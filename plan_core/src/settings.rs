//! # Plan Settings
//!
//! The numeric planning norms every calculation reads: the annual
//! working-time fund, the kv/kp coefficients, the passage allowance, the
//! auxiliary-zone percentages, the specific-area norms and the building
//! grid. Reference values ship as [`Default`].
//!
//! Two entry surfaces:
//!
//! - the typed struct itself, serde round-trippable, with missing fields
//!   filled from the defaults;
//! - [`PlanSettings::from_value`], a strict dotted-key lookup over plain
//!   JSON for legacy configuration files. There every key must be present
//!   and numeric; the span-count key keeps its historical name
//!   `workshop_nam`.
//!
//! ## Example
//!
//! ```rust
//! use plan_core::settings::PlanSettings;
//! use rust_decimal_macros::dec;
//! use serde_json::json;
//!
//! let value = json!({
//!     "fund_of_working": 4080,
//!     "kv": "1.00",
//!     "kp": 1.45,
//!     "passage_area": 10,
//!     "grinding_zone_percent": 0.05,
//!     "repair_zone_percent": 0.025,
//!     "specific_areas": {
//!         "tool_storage": 0.3,
//!         "equipment_warehouse": 0.2,
//!         "work_piece_storage": 0.3,
//!         "control_department": 0.05,
//!         "sanitary_zone": 8
//!     },
//!     "workshop_span": 12,
//!     "workshop_nam": 3
//! });
//!
//! let settings = PlanSettings::from_value(&value).unwrap();
//! assert_eq!(settings.kp, dec!(1.45));
//! assert_eq!(settings.workshop_spans, 3);
//! ```

use rust_decimal::prelude::ToPrimitive;
use rust_decimal::Decimal;
use rust_decimal_macros::dec;
use serde::{Deserialize, Serialize};
use serde_json::Value;

use crate::errors::{PlanError, PlanResult};
use crate::units::{Hours, Meters, SquareMeters};
use crate::workshop::BuildingGrid;

/// Specific-area norms for the auxiliary zones, in m² per unit.
#[derive(Debug, Clone, Copy, PartialEq, Serialize, Deserialize)]
#[serde(default)]
pub struct SpecificAreas {
    /// m² per machine
    pub tool_storage: Decimal,
    /// m² per machine
    pub equipment_warehouse: Decimal,
    /// m² per m² of main-zone area
    pub work_piece_storage: Decimal,
    /// m² per machine
    pub control_department: Decimal,
    /// m² per sanitary facility
    pub sanitary_zone: Decimal,
}

impl Default for SpecificAreas {
    fn default() -> Self {
        SpecificAreas {
            tool_storage: dec!(0.3),
            equipment_warehouse: dec!(0.2),
            work_piece_storage: dec!(0.3),
            control_department: dec!(0.05),
            sanitary_zone: dec!(8),
        }
    }
}

/// Planning norms and coefficients with reference defaults.
#[derive(Debug, Clone, PartialEq, Serialize, Deserialize)]
#[serde(default)]
pub struct PlanSettings {
    /// Annual working-time fund of one machine
    pub fund_of_working: Hours,
    /// Norm fulfilment coefficient
    pub kv: Decimal,
    /// Conversion coefficient to progressive time norms
    pub kp: Decimal,
    /// Aisle and service allowance added per machine footprint
    pub passage_area: SquareMeters,
    /// Grinding-zone machine share as a fraction (0.05 = 5 %)
    pub grinding_zone_percent: Decimal,
    /// Repair-zone machine share as a fraction (0.025 = 2.5 %)
    pub repair_zone_percent: Decimal,
    pub specific_areas: SpecificAreas,
    /// Width of one structural span
    pub workshop_span: Meters,
    /// Number of spans across the building
    pub workshop_spans: u32,
}

impl Default for PlanSettings {
    fn default() -> Self {
        PlanSettings {
            fund_of_working: Hours::new(dec!(4080)),
            kv: dec!(1.00),
            kp: dec!(1.45),
            passage_area: SquareMeters::new(dec!(10)),
            grinding_zone_percent: dec!(0.05),
            repair_zone_percent: dec!(0.025),
            specific_areas: SpecificAreas::default(),
            workshop_span: Meters::new(dec!(12)),
            workshop_spans: 3,
        }
    }
}

impl PlanSettings {
    /// Check every norm for its positivity constraint, naming the
    /// offending field.
    pub fn validate(&self) -> PlanResult<()> {
        for (field, value, reason) in [
            (
                "fund_of_working",
                self.fund_of_working.value(),
                "Annual working-time fund must be positive",
            ),
            ("kv", self.kv, "Norm fulfilment coefficient must be positive"),
            ("kp", self.kp, "Time conversion coefficient must be positive"),
            (
                "workshop_span",
                self.workshop_span.value(),
                "Span width must be positive",
            ),
        ] {
            if value <= Decimal::ZERO {
                return Err(PlanError::invalid_input(field, value.to_string(), reason));
            }
        }

        for (field, value) in [
            ("passage_area", self.passage_area.value()),
            ("grinding_zone_percent", self.grinding_zone_percent),
            ("repair_zone_percent", self.repair_zone_percent),
            (
                "specific_areas.tool_storage",
                self.specific_areas.tool_storage,
            ),
            (
                "specific_areas.equipment_warehouse",
                self.specific_areas.equipment_warehouse,
            ),
            (
                "specific_areas.work_piece_storage",
                self.specific_areas.work_piece_storage,
            ),
            (
                "specific_areas.control_department",
                self.specific_areas.control_department,
            ),
            (
                "specific_areas.sanitary_zone",
                self.specific_areas.sanitary_zone,
            ),
        ] {
            if value.is_sign_negative() {
                return Err(PlanError::invalid_input(
                    field,
                    value.to_string(),
                    "Norm must not be negative",
                ));
            }
        }

        if self.workshop_spans == 0 {
            return Err(PlanError::invalid_input(
                "workshop_spans",
                "0",
                "At least one span is required",
            ));
        }
        Ok(())
    }

    /// The building grid the settings describe.
    pub fn building_grid(&self) -> PlanResult<BuildingGrid> {
        BuildingGrid::new(self.workshop_span, self.workshop_spans)
    }

    /// Strict dotted-key lookup over a plain JSON configuration value.
    ///
    /// Every key must be present (`MissingSetting` otherwise) and hold a
    /// number or a numeric string (`InvalidInput` otherwise). The span
    /// count arrives under the legacy key `workshop_nam` and lands in
    /// [`PlanSettings::workshop_spans`]. The assembled settings are
    /// validated before being returned.
    pub fn from_value(value: &Value) -> PlanResult<Self> {
        let settings = PlanSettings {
            fund_of_working: Hours::new(decimal_setting(value, "fund_of_working")?),
            kv: decimal_setting(value, "kv")?,
            kp: decimal_setting(value, "kp")?,
            passage_area: SquareMeters::new(decimal_setting(value, "passage_area")?),
            grinding_zone_percent: decimal_setting(value, "grinding_zone_percent")?,
            repair_zone_percent: decimal_setting(value, "repair_zone_percent")?,
            specific_areas: SpecificAreas {
                tool_storage: decimal_setting(value, "specific_areas.tool_storage")?,
                equipment_warehouse: decimal_setting(value, "specific_areas.equipment_warehouse")?,
                work_piece_storage: decimal_setting(value, "specific_areas.work_piece_storage")?,
                control_department: decimal_setting(value, "specific_areas.control_department")?,
                sanitary_zone: decimal_setting(value, "specific_areas.sanitary_zone")?,
            },
            workshop_span: Meters::new(decimal_setting(value, "workshop_span")?),
            workshop_spans: count_setting(value, "workshop_nam")?,
        };
        settings.validate()?;
        Ok(settings)
    }
}

/// Walk a dotted key through nested JSON objects.
fn lookup<'a>(root: &'a Value, key: &str) -> Option<&'a Value> {
    let mut current = root;
    for part in key.split('.') {
        current = current.get(part)?;
    }
    Some(current)
}

fn decimal_setting(root: &Value, key: &str) -> PlanResult<Decimal> {
    let value = lookup(root, key).ok_or_else(|| PlanError::missing_setting(key))?;
    serde_json::from_value(value.clone()).map_err(|_| {
        PlanError::invalid_input(key, value.to_string(), "Setting must be a decimal number")
    })
}

fn count_setting(root: &Value, key: &str) -> PlanResult<u32> {
    let decimal = decimal_setting(root, key)?;
    if decimal.is_sign_negative() || !decimal.fract().is_zero() {
        return Err(PlanError::invalid_input(
            key,
            decimal.to_string(),
            "Setting must be a whole non-negative number",
        ));
    }
    decimal.to_u32().ok_or_else(|| {
        PlanError::invalid_input(key, decimal.to_string(), "Setting is out of range")
    })
}

#[cfg(test)]
mod tests {
    use super::*;
    use serde_json::json;

    fn reference_value() -> Value {
        json!({
            "fund_of_working": 4080,
            "kv": 1.00,
            "kp": 1.45,
            "passage_area": 10,
            "grinding_zone_percent": 0.05,
            "repair_zone_percent": 0.025,
            "specific_areas": {
                "tool_storage": 0.3,
                "equipment_warehouse": 0.2,
                "work_piece_storage": 0.3,
                "control_department": 0.05,
                "sanitary_zone": 8
            },
            "workshop_span": 12,
            "workshop_nam": 3
        })
    }

    #[test]
    fn test_defaults_are_the_reference_norms() {
        let settings = PlanSettings::default();
        settings.validate().unwrap();
        assert_eq!(settings.fund_of_working.value(), dec!(4080));
        assert_eq!(settings.kp, dec!(1.45));
        assert_eq!(settings.specific_areas.sanitary_zone, dec!(8));
        assert_eq!(settings.workshop_spans, 3);
    }

    #[test]
    fn test_from_value_reads_reference_config() {
        let settings = PlanSettings::from_value(&reference_value()).unwrap();
        assert_eq!(settings, PlanSettings::default());
    }

    #[test]
    fn test_from_value_accepts_numeric_strings() {
        let mut value = reference_value();
        value["kv"] = json!("1.00");
        let settings = PlanSettings::from_value(&value).unwrap();
        assert_eq!(settings.kv, dec!(1.00));
    }

    #[test]
    fn test_from_value_missing_key() {
        let mut value = reference_value();
        value["specific_areas"]
            .as_object_mut()
            .unwrap()
            .remove("sanitary_zone");

        let error = PlanSettings::from_value(&value).unwrap_err();
        assert_eq!(
            error,
            PlanError::missing_setting("specific_areas.sanitary_zone")
        );
    }

    #[test]
    fn test_from_value_rejects_non_numeric() {
        let mut value = reference_value();
        value["kv"] = json!(true);

        let error = PlanSettings::from_value(&value).unwrap_err();
        assert!(matches!(
            error,
            PlanError::InvalidInput { ref field, .. } if field == "kv"
        ));
    }

    #[test]
    fn test_from_value_rejects_fractional_span_count() {
        let mut value = reference_value();
        value["workshop_nam"] = json!(2.5);

        let error = PlanSettings::from_value(&value).unwrap_err();
        assert!(matches!(
            error,
            PlanError::InvalidInput { ref field, .. } if field == "workshop_nam"
        ));
    }

    #[test]
    fn test_validate_names_offending_field() {
        let mut settings = PlanSettings::default();
        settings.kv = dec!(0);
        assert!(matches!(
            settings.validate().unwrap_err(),
            PlanError::InvalidInput { ref field, .. } if field == "kv"
        ));

        let mut settings = PlanSettings::default();
        settings.specific_areas.control_department = dec!(-0.05);
        assert!(matches!(
            settings.validate().unwrap_err(),
            PlanError::InvalidInput { ref field, .. } if field == "specific_areas.control_department"
        ));
    }

    #[test]
    fn test_building_grid_from_settings() {
        let grid = PlanSettings::default().building_grid().unwrap();
        assert_eq!(grid.width().value(), dec!(36));
    }

    #[test]
    fn test_partial_typed_form_fills_defaults() {
        let settings: PlanSettings = serde_json::from_str(r#"{"kp": "1.5"}"#).unwrap();
        assert_eq!(settings.kp, dec!(1.5));
        assert_eq!(settings.fund_of_working.value(), dec!(4080));
    }
}
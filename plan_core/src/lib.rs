//! # plan_core - Workshop Layout Planning Engine
//!
//! `plan_core` is the computational heart of Shopfloor, sizing discrete-part
//! machining workshops: machine requirements per route-sheet operation, the
//! zone-by-zone floor plan and the building envelope. All inputs and outputs
//! are JSON-serializable, making the engine easy to drive from any front end.
//!
//! ## Design Philosophy
//!
//! - **Exact**: all arithmetic is `rust_decimal::Decimal`, never binary
//!   floating point, so counts and areas reproduce to the last digit
//! - **JSON-First**: all types implement Serialize/Deserialize
//! - **Rich Errors**: structured error types, not just strings
//! - **Derived, not cached**: areas, counts and load factors recompute from
//!   source data on every read
//!
//! ## Quick Start
//!
//! ```rust
//! use plan_core::equipment::BuiltinCatalog;
//! use plan_core::planner::{build_workshop, OperationInput, WorkshopParameters};
//! use plan_core::settings::PlanSettings;
//! use plan_core::units::{Hours, Kilograms};
//! use rust_decimal_macros::dec;
//!
//! let parameters = WorkshopParameters::new(
//!     "Machining workshop No. 1",
//!     dec!(10000),
//!     Kilograms::new(dec!(3.2)),
//! );
//! let operations = vec![
//!     OperationInput::new("005", "Turning", Hours::new(dec!(11.6712)), "DMG CTX beta 2000"),
//!     OperationInput::new("010", "Milling", Hours::new(dec!(20.8216)), "DMG DMU 80 eVo"),
//! ];
//!
//! let workshop =
//!     build_workshop(&parameters, &operations, &BuiltinCatalog, &PlanSettings::default())
//!         .unwrap();
//!
//! assert!(workshop.total_area().value() >= workshop.required_area().value());
//!
//! // Serialize the whole graph for storage or transmission
//! let json = serde_json::to_string_pretty(&workshop).unwrap();
//! assert!(json.contains("\"main\""));
//! ```
//!
//! ## Modules
//!
//! - [`workshop`] - Workshop root: building grid, zone registry, floor-plan figures
//! - [`process`] - Route-sheet operations and per-model machine aggregation
//! - [`zones`] - Zone types, typed zone keys and the two area strategies
//! - [`equipment`] - Machine-tool records, automation classes and catalogs
//! - [`planner`] - Assembles the whole workshop graph from data entry
//! - [`settings`] - Planning norms with reference defaults
//! - [`project`] - Project container, metadata and timestamps
//! - [`units`] - Type-safe unit wrappers
//! - [`errors`] - Structured error types

pub mod equipment;
pub mod errors;
pub mod planner;
pub mod process;
pub mod project;
pub mod settings;
pub mod units;
pub mod workshop;
pub mod zones;

// Re-export commonly used types at crate root for convenience
pub use errors::{PlanError, PlanResult};
pub use planner::{build_workshop, OperationInput, WorkshopParameters};
pub use project::{PlanProject, ProjectMeta};
pub use settings::{PlanSettings, SpecificAreas};
pub use workshop::{BuildingGrid, Workshop, WorkshopSummary};
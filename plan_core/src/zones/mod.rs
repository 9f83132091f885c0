//! # Workshop Zones
//!
//! The functional areas a workshop floor is divided into, and the typed
//! registry keys they live under.
//!
//! Two zone kinds share one [`Zone`] surface:
//!
//! - [`WorkshopZone`] carries a machine map and derives its area live from
//!   that map through its [`AreaCalculator`];
//! - [`SpecificWorkshopZone`] carries no machines and derives its area from
//!   a fixed norm and unit of calculation.
//!
//! Mutating a specific zone's machine population is not a feature of the
//! domain, so [`Zone::add_machine`] on one fails with a typed error rather
//! than silently doing nothing.
//!
//! [`ZoneKey`] is the closed set of registry keys. Keys carry their report
//! name and their grouping into production floor versus auxiliary services,
//! so callers never match on magic strings.

pub mod area;

pub use area::{
    AreaCalculator, SpecificAreaCalculator, StandardAreaCalculator, UnitOfCalculation,
};

use std::collections::BTreeMap;

use rust_decimal::Decimal;
use serde::{Deserialize, Serialize};

use crate::errors::{PlanError, PlanResult};
use crate::process::MachineInfo;
use crate::units::SquareMeters;

// ============================================================================
// Zone Keys
// ============================================================================

/// Broad grouping of zones for area reporting.
#[derive(Debug, Clone, Copy, PartialEq, Eq, Serialize, Deserialize)]
#[serde(rename_all = "snake_case")]
pub enum ZoneGroup {
    /// Machine-populated floor: machining, grinding, repair
    Production,
    /// Storage, inspection and welfare services
    Auxiliary,
}

/// Registry key for every zone a workshop can contain.
#[derive(
    Debug, Clone, Copy, PartialEq, Eq, PartialOrd, Ord, Hash, Serialize, Deserialize,
)]
#[serde(rename_all = "snake_case")]
pub enum ZoneKey {
    Main,
    Grinding,
    Repair,
    ToolStorage,
    EquipmentWarehouse,
    WorkPieceStorage,
    ControlDepartment,
    Sanitary,
}

impl ZoneKey {
    /// All keys, in registry order.
    pub const ALL: [ZoneKey; 8] = [
        ZoneKey::Main,
        ZoneKey::Grinding,
        ZoneKey::Repair,
        ZoneKey::ToolStorage,
        ZoneKey::EquipmentWarehouse,
        ZoneKey::WorkPieceStorage,
        ZoneKey::ControlDepartment,
        ZoneKey::Sanitary,
    ];

    /// Stable identifier, matching the serialized form.
    pub fn as_str(&self) -> &'static str {
        match self {
            ZoneKey::Main => "main",
            ZoneKey::Grinding => "grinding",
            ZoneKey::Repair => "repair",
            ZoneKey::ToolStorage => "tool_storage",
            ZoneKey::EquipmentWarehouse => "equipment_warehouse",
            ZoneKey::WorkPieceStorage => "work_piece_storage",
            ZoneKey::ControlDepartment => "control_department",
            ZoneKey::Sanitary => "sanitary",
        }
    }

    /// Human-readable name for reports.
    pub fn display_name(&self) -> &'static str {
        match self {
            ZoneKey::Main => "Main machining zone",
            ZoneKey::Grinding => "Tool-grinding zone",
            ZoneKey::Repair => "Repair zone",
            ZoneKey::ToolStorage => "Tool storage",
            ZoneKey::EquipmentWarehouse => "Equipment warehouse",
            ZoneKey::WorkPieceStorage => "Work-piece storage",
            ZoneKey::ControlDepartment => "Control department",
            ZoneKey::Sanitary => "Sanitary facilities",
        }
    }

    /// Whether the zone belongs to the production floor or to auxiliary
    /// services.
    pub fn group(&self) -> ZoneGroup {
        match self {
            ZoneKey::Main | ZoneKey::Grinding | ZoneKey::Repair => ZoneGroup::Production,
            ZoneKey::ToolStorage
            | ZoneKey::EquipmentWarehouse
            | ZoneKey::WorkPieceStorage
            | ZoneKey::ControlDepartment
            | ZoneKey::Sanitary => ZoneGroup::Auxiliary,
        }
    }
}

impl std::fmt::Display for ZoneKey {
    fn fmt(&self, f: &mut std::fmt::Formatter<'_>) -> std::fmt::Result {
        write!(f, "{}", self.as_str())
    }
}

// ============================================================================
// Machine-populated Zone
// ============================================================================

/// A zone whose area derives live from its machine map.
///
/// The map is keyed by equipment model; inserting an existing model
/// replaces its record.
#[derive(Debug, Clone, PartialEq, Serialize, Deserialize)]
pub struct WorkshopZone {
    name: String,
    machines: BTreeMap<String, MachineInfo>,
    calculator: AreaCalculator,
}

impl WorkshopZone {
    /// Create an empty zone with the given sizing strategy.
    pub fn new(name: impl Into<String>, calculator: AreaCalculator) -> Self {
        WorkshopZone {
            name: name.into(),
            machines: BTreeMap::new(),
            calculator,
        }
    }

    pub fn name(&self) -> &str {
        &self.name
    }

    pub fn machines(&self) -> &BTreeMap<String, MachineInfo> {
        &self.machines
    }

    pub fn calculator(&self) -> &AreaCalculator {
        &self.calculator
    }

    /// Insert or replace the record for a model.
    pub fn add_machine(&mut self, model: impl Into<String>, info: MachineInfo) {
        self.machines.insert(model.into(), info);
    }

    /// Current area under the zone's strategy, recomputed on read.
    pub fn area(&self) -> SquareMeters {
        self.calculator.calculate_area(&self.machines)
    }

    /// Sum of accepted counts over the machine map.
    pub fn accepted_machines_count(&self) -> u32 {
        self.machines
            .values()
            .map(MachineInfo::accepted_count)
            .sum()
    }

    /// Sum of exact calculated counts over the machine map.
    pub fn calculated_machines_count(&self) -> Decimal {
        self.machines
            .values()
            .fold(Decimal::ZERO, |acc, info| acc + info.calculated_count())
    }
}

// ============================================================================
// Norm-sized Zone
// ============================================================================

/// A zone sized by a fixed norm, with no machine population.
///
/// The unit of calculation is frozen at construction; when it references
/// another zone's area, the caller snapshots that area while assembling the
/// zone set.
#[derive(Debug, Clone, PartialEq, Serialize, Deserialize)]
pub struct SpecificWorkshopZone {
    name: String,
    calculator: SpecificAreaCalculator,
}

impl SpecificWorkshopZone {
    pub fn new(name: impl Into<String>, calculator: SpecificAreaCalculator) -> Self {
        SpecificWorkshopZone {
            name: name.into(),
            calculator,
        }
    }

    pub fn name(&self) -> &str {
        &self.name
    }

    pub fn calculator(&self) -> &SpecificAreaCalculator {
        &self.calculator
    }

    pub fn area(&self) -> SquareMeters {
        self.calculator.calculate_area()
    }
}

// ============================================================================
// Dispatch Enum
// ============================================================================

/// A zone of either kind behind the uniform surface the workshop reads.
#[derive(Debug, Clone, PartialEq, Serialize, Deserialize)]
#[serde(tag = "type")]
pub enum Zone {
    Standard(WorkshopZone),
    Specific(SpecificWorkshopZone),
}

impl Zone {
    /// Machine-populated zone with the given strategy.
    pub fn standard(name: impl Into<String>, calculator: AreaCalculator) -> Self {
        Zone::Standard(WorkshopZone::new(name, calculator))
    }

    /// Norm-sized zone with a fixed unit of calculation.
    pub fn specific(
        name: impl Into<String>,
        specific_area: Decimal,
        unit_of_calculation: UnitOfCalculation,
    ) -> Self {
        Zone::Specific(SpecificWorkshopZone::new(
            name,
            SpecificAreaCalculator::new(specific_area, unit_of_calculation),
        ))
    }

    pub fn name(&self) -> &str {
        match self {
            Zone::Standard(zone) => zone.name(),
            Zone::Specific(zone) => zone.name(),
        }
    }

    /// Current area, recomputed on read.
    pub fn area(&self) -> SquareMeters {
        match self {
            Zone::Standard(zone) => zone.area(),
            Zone::Specific(zone) => zone.area(),
        }
    }

    /// The machine map, when the zone carries one.
    pub fn machines(&self) -> Option<&BTreeMap<String, MachineInfo>> {
        match self {
            Zone::Standard(zone) => Some(zone.machines()),
            Zone::Specific(_) => None,
        }
    }

    /// Accepted machine count; zero for norm-sized zones.
    pub fn accepted_machines_count(&self) -> u32 {
        match self {
            Zone::Standard(zone) => zone.accepted_machines_count(),
            Zone::Specific(_) => 0,
        }
    }

    /// Exact calculated machine count; zero for norm-sized zones.
    pub fn calculated_machines_count(&self) -> Decimal {
        match self {
            Zone::Standard(zone) => zone.calculated_machines_count(),
            Zone::Specific(_) => Decimal::ZERO,
        }
    }

    /// Insert or replace a machine record.
    ///
    /// Fails with [`PlanError::UnsupportedOperation`] on a norm-sized zone,
    /// whose population is not part of the domain.
    pub fn add_machine(&mut self, model: impl Into<String>, info: MachineInfo) -> PlanResult<()> {
        match self {
            Zone::Standard(zone) => {
                zone.add_machine(model, info);
                Ok(())
            }
            Zone::Specific(zone) => Err(PlanError::unsupported_operation(
                zone.name(),
                "add_machine",
            )),
        }
    }
}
______________________________
**ACTIVITY:**
From the material above, state how many lines hold the word "dotted", giving nothing but the number.

**SOLUTION:**
3